Records contained in a dataset
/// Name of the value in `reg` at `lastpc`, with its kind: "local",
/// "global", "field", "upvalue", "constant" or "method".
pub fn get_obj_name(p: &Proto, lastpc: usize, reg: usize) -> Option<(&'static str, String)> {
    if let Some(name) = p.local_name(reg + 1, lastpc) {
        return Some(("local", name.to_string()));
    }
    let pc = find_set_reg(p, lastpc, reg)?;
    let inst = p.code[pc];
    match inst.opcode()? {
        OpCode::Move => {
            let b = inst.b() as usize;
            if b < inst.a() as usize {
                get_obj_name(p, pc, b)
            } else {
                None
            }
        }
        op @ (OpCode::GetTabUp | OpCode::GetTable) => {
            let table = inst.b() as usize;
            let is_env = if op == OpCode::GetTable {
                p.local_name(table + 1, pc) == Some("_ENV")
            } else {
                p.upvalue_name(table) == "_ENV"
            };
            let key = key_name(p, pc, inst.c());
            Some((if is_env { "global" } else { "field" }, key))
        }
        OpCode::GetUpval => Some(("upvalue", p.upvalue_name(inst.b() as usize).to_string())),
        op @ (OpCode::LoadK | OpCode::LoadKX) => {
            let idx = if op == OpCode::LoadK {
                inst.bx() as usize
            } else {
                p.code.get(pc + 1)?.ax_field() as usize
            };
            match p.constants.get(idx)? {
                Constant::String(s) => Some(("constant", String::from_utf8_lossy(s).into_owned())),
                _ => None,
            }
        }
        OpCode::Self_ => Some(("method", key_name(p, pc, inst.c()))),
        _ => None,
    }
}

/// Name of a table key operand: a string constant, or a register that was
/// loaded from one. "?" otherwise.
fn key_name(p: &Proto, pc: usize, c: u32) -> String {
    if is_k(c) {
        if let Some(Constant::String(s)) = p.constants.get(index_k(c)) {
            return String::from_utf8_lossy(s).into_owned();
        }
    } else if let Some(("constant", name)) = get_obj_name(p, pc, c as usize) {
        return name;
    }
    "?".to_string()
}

---

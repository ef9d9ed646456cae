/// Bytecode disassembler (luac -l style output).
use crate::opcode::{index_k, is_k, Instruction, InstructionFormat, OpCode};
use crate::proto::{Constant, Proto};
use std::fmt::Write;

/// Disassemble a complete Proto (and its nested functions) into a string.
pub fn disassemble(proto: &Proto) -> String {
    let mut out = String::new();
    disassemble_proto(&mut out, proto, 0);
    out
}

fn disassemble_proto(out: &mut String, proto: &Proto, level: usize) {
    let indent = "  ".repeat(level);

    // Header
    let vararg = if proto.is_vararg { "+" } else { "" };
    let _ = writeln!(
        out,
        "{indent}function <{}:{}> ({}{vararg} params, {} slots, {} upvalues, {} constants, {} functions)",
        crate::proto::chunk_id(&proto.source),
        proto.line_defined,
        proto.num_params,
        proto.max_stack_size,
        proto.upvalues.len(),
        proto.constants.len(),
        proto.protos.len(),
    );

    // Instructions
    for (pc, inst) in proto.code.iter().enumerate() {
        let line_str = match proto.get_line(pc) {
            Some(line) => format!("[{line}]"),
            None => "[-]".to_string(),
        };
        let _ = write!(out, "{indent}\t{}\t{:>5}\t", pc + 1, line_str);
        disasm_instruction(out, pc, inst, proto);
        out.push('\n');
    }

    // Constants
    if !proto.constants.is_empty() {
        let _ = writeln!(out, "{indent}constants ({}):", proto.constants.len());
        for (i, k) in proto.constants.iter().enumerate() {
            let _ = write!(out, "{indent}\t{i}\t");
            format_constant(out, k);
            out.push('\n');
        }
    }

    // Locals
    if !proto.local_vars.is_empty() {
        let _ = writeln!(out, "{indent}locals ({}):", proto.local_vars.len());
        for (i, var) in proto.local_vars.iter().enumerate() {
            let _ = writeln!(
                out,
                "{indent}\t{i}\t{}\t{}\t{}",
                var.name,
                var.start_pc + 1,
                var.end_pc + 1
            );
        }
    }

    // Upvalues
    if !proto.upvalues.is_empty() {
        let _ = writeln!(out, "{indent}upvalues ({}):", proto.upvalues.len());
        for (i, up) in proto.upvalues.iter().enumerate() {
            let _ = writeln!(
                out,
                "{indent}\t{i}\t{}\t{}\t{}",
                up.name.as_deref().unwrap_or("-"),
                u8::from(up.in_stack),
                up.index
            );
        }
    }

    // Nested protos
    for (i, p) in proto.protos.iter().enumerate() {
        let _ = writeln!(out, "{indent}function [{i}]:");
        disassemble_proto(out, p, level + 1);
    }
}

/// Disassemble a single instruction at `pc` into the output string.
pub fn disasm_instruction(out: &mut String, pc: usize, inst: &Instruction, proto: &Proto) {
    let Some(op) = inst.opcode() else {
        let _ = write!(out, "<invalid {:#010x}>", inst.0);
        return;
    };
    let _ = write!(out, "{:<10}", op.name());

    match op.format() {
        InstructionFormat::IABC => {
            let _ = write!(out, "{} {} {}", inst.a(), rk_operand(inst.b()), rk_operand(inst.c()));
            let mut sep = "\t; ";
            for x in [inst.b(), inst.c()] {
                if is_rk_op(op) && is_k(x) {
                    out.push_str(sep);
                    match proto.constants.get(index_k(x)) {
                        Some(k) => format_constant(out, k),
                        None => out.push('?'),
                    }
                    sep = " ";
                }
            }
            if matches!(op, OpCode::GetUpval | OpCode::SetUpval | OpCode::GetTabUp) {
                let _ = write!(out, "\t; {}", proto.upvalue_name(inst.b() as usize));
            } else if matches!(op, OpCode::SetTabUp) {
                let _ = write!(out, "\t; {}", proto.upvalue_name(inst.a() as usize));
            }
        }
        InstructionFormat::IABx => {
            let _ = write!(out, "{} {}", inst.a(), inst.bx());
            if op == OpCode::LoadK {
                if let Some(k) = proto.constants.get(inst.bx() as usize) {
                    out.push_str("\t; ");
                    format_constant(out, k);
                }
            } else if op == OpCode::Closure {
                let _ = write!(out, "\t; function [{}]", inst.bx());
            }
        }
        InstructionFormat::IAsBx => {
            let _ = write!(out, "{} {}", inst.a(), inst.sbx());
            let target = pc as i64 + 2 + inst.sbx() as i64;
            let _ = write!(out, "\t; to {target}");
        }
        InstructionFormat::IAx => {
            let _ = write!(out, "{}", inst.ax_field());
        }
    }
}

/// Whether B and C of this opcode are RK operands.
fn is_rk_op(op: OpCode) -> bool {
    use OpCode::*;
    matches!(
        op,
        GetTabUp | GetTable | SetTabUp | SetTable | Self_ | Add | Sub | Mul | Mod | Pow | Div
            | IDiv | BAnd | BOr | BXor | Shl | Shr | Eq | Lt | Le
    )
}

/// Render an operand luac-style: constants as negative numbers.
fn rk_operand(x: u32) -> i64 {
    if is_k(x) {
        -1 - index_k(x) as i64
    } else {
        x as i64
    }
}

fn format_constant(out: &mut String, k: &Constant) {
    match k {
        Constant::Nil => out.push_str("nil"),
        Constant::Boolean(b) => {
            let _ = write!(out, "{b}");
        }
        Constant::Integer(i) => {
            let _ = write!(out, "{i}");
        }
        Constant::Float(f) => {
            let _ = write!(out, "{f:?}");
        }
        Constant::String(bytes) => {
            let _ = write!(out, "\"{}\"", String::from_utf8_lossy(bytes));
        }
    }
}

* * *

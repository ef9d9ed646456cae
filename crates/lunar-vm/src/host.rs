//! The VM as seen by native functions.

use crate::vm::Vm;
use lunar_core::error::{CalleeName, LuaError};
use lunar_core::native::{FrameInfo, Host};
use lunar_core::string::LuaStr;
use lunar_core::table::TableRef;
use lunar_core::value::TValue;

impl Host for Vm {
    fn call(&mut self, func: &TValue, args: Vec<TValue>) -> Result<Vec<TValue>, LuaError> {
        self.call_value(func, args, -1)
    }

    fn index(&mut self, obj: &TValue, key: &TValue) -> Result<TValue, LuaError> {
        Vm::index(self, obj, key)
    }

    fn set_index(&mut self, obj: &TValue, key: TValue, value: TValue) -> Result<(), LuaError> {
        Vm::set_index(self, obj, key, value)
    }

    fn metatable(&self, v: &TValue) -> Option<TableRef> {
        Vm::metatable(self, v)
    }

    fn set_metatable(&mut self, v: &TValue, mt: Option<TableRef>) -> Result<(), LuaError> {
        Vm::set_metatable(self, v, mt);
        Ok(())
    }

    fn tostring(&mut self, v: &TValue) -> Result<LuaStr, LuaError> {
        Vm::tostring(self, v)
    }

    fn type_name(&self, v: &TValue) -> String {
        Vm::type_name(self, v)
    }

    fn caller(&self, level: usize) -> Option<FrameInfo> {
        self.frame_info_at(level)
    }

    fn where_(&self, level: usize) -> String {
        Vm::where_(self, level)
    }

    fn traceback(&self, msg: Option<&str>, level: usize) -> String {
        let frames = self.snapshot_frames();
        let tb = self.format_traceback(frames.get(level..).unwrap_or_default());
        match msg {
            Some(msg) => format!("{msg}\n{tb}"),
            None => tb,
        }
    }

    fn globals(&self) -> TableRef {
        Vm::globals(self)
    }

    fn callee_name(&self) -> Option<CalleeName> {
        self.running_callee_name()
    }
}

- [WHAT NEEDS TO BE DONE]: Wherever the word "TValue" appears in a line of the data above, copy that line.

- [TASK SOLUTION]:
use lunar_core::value::TValue;
    fn call(&mut self, func: &TValue, args: Vec<TValue>) -> Result<Vec<TValue>, LuaError> {
    fn index(&mut self, obj: &TValue, key: &TValue) -> Result<TValue, LuaError> {
    fn set_index(&mut self, obj: &TValue, key: TValue, value: TValue) -> Result<(), LuaError> {
    fn metatable(&self, v: &TValue) -> Option<TableRef> {
    fn set_metatable(&mut self, v: &TValue, mt: Option<TableRef>) -> Result<(), LuaError> {
    fn tostring(&mut self, v: &TValue) -> Result<LuaStr, LuaError> {
    fn type_name(&self, v: &TValue) -> String {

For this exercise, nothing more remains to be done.